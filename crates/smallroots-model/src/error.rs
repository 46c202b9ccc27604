//! Error type shared by the solver crates.

use smallroots_lattice::LatticeError;
use smallroots_poly::PolyError;
use thiserror::Error;

/// Errors raised while building or solving a problem.
///
/// Only [`Error::Failure`] is retryable: it means "this strategy found
/// nothing, try the next candidate". Every other variant is fatal and
/// propagates to the caller.
#[derive(Debug, Error)]
pub enum Error {
    /// A solving strategy did not produce a result.
    #[error("solve failure: {0}")]
    Failure(String),

    /// The problem or one of its parts is malformed.
    #[error("invalid input: {0}")]
    InvalidInput(String),

    /// Two objects that must share a polynomial ring do not.
    #[error("polynomial rings do not match")]
    RingMismatch,

    /// A bound needed for a computation was not supplied.
    #[error("missing bound: {0}")]
    MissingBound(String),

    /// The modulus cannot be used by the requested construction.
    #[error("unsupported modulus: {0}")]
    UnsupportedModulus(String),

    /// Lattice reduction failed.
    #[error(transparent)]
    Lattice(#[from] LatticeError),

    /// An expression could not be parsed or placed in a ring.
    #[error(transparent)]
    Parse(#[from] PolyError),

    /// Every strategy was exhausted without finding a root.
    #[error("no small roots found")]
    NoRootsFound,
}

impl Error {
    /// Convenience constructor for [`Error::Failure`].
    pub fn failure(reason: impl Into<String>) -> Self {
        Self::Failure(reason.into())
    }

    /// Convenience constructor for [`Error::InvalidInput`].
    pub fn invalid(reason: impl Into<String>) -> Self {
        Self::InvalidInput(reason.into())
    }

    /// True for errors that mean "try the next candidate".
    #[must_use]
    pub fn is_retryable(&self) -> bool {
        matches!(self, Self::Failure(_))
    }
}

/// Result alias used throughout the solver.
pub type Result<T> = std::result::Result<T, Error>;

#[cfg(test)]
mod tests {
    use super::*;

    #[test]
    fn test_only_failure_is_retryable() {
        assert!(Error::failure("no short vector").is_retryable());
        assert!(!Error::RingMismatch.is_retryable());
        assert!(!Error::NoRootsFound.is_retryable());
        let parse: Error = PolyError::UnknownVariable("z".into()).into();
        assert!(!parse.is_retryable());
        assert_eq!(parse.to_string(), "unknown variable `z`");
    }
}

++++++++++++++++++++

Instructions to follow ▸ Show each line of the data that contains the string "polynomial".

Problem solution ▸
    /// Two objects that must share a polynomial ring do not.
    #[error("polynomial rings do not match")]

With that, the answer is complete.